Husband “You just ate 6 Oreos”
Me “Yes but I want to eat 12. See – Dieting”
My wife is gone for the next 3 days, so if any ladies out there want to come over & yell at me to take out the garbage & not have sex, hmu
me: *pays a stranger from the computerwebs to come drive me somewhere*
my mom: WHAT THE HELL!
Hubs and I have fought so much lately I’ve lost 10 lbs. I thought about leaving him, but I’d like to lose another 10 lbs first.
I spilled coffee over my keyboard, so I spent all day asking letters from my employees.
“Give me a “g”
“Give me an “h”
They hate me now.
Loving thy neighbour was easier before leaf blowers.
You can literally be in Autozone and your kid will still want something. WTF you want a alternator?
I told my husband that our toddler won’t eat tomatoes and he asked why not, as if toddlers are normal human beings
No amount of college can prepare you for how angry you’ll get at the way people park in the real word.
Her: how are you
Me: good
Her: you sure?
Me: yup
Her: you’re alright?
Me: yes..
Her: really?
Me:
Her: are y–
Me: people like you go missing
People who like green: it’s a good color
People who like orange: it’s a good color
People who like purple: Purple is my life. I dress purple, I glow purple, I eat and drink purple. If you come into my house and insult purple, I will personally tear you limb from limb
Let he who is without sin cast the first stone. Who threw that? Gary, was that you?

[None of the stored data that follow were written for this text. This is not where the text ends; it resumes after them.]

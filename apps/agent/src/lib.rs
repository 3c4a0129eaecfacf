// Warn on unused code to catch dead code early
#![warn(unused)]
// Warn on unused dependencies to catch platform-specific cfg mismatches
#![warn(unused_crate_dependencies)]
// Warn on redundant path prefixes (e.g., std::path::Path when Path is imported)
#![warn(unused_qualifications)]
// Use log::* macros instead of println!/eprintln! for proper log level control
#![deny(clippy::print_stdout, clippy::print_stderr)]

pub mod compat;
pub mod config;
pub mod device;
pub mod filter;
mod ignore_poison;
pub mod logging;
pub mod router;
pub mod session;
pub mod sink;
pub mod transfer;

use log::{error, info, warn};
use std::process::ExitCode;
use std::sync::Arc;
use tokio::runtime::Handle;
use tokio::sync::broadcast;

use compat::HostCompatibility;
use config::AgentConfig;
use device::local::LocalMountDriver;
use device::permission::MountAccessPermission;
use device::watcher::MountWatcher;
use router::{Collaborators, DeviceEventRouter, RouterContext, TokioJobScheduler, event_channel};
use session::{KeepAlive, NoWakeLock, SessionEnv, SessionRegistry};
use sink::LogNotificationSink;

/// Runs the agent until Ctrl-C (or SIGTERM on Unix).
pub fn run() -> ExitCode {
    let config = AgentConfig::load();
    logging::init_logging(&config.log_dir, &config.log_level);
    for warning in &config.warnings {
        warn!("{}", warning);
    }
    info!("drivecopy {} starting, backing up to {}", env!("CARGO_PKG_VERSION"), config.backup_root.display());

    let compat = HostCompatibility::check(&config);
    for warning in compat.warnings() {
        warn!("{}", warning);
    }
    if !compat.is_compatible() {
        for reason in compat.incompatibility_reasons() {
            error!("Can't run on this host: {}", reason);
        }
        return ExitCode::FAILURE;
    }

    let runtime = match tokio::runtime::Builder::new_multi_thread().enable_all().build() {
        Ok(runtime) => runtime,
        Err(e) => {
            error!("Failed to start the async runtime: {}", e);
            return ExitCode::FAILURE;
        }
    };
    runtime.block_on(serve(config));
    info!("drivecopy stopped");
    ExitCode::SUCCESS
}

async fn serve(config: AgentConfig) {
    let (events_tx, events_rx) = event_channel();
    let (shutdown_tx, _) = broadcast::channel::<()>(1);
    let handle = Handle::current();

    let env = Arc::new(SessionEnv {
        driver: Arc::new(LocalMountDriver::new()),
        filter: config.filter(),
        engine: config.engine(),
        destinations: config.planner(),
    });
    let collaborators = Collaborators {
        permissions: Arc::new(MountAccessPermission::new(handle.clone(), events_tx.clone())),
        scheduler: Arc::new(TokioJobScheduler::new(handle)),
        sink: Arc::new(LogNotificationSink),
        keep_alive: KeepAlive::new(Box::new(NoWakeLock)),
    };
    let ctx = RouterContext::new(
        Arc::new(SessionRegistry::new()),
        env,
        collaborators,
        config.retry,
        events_tx.clone(),
    );
    let router = tokio::spawn(DeviceEventRouter::new(ctx).run(events_rx, shutdown_tx.subscribe()));

    let watcher = MountWatcher::new(
        config.mount_parents.clone(),
        config.poll_interval,
        events_tx,
        config.backup_existing_on_start,
    );
    let watcher = tokio::spawn(watcher.run(shutdown_tx.subscribe()));

    wait_for_shutdown_signal().await;
    info!("Shutting down, cancelling active backups");
    let _ = shutdown_tx.send(());
    if let Err(e) = watcher.await {
        error!("Mount watcher crashed: {}", e);
    }
    if let Err(e) = router.await {
        error!("Router crashed: {}", e);
    }
}

async fn wait_for_shutdown_signal() {
    #[cfg(unix)]
    {
        use tokio::signal::unix::{SignalKind, signal};
        match signal(SignalKind::terminate()) {
            Ok(mut terminate) => {
                tokio::select! {
                    result = tokio::signal::ctrl_c() => log_ctrl_c(result),
                    _ = terminate.recv() => info!("Received SIGTERM"),
                }
                return;
            }
            Err(e) => warn!("Can't listen for SIGTERM: {}", e),
        }
    }
    log_ctrl_c(tokio::signal::ctrl_c().await);
}

fn log_ctrl_c(result: std::io::Result<()>) {
    match result {
        Ok(()) => info!("Received Ctrl-C"),
        Err(e) => error!("Can't listen for Ctrl-C, stopping: {}", e),
    }
}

Don’t act innocent, I know you download music illegally.
Roommate: hey blake I just bought this whiskey wanna explain why it’s half empty?
Me: cause you’re a pessimist!
Nice try cereal but everyone knows that the real breakfast of champions is three chocolate glazed donuts.
that scene in texas chainsaw 3D where alex daddarios character who is supposed to be 40 runs away from leatherface but instead of hopping a fence or going a different direction she hops on a ferris wheel and is shocked to find out that it goes back down
I’m not saying over a year in quarantine has messed with me but a tiny lizard got into my apartment and I was like, “oh good, you made it.”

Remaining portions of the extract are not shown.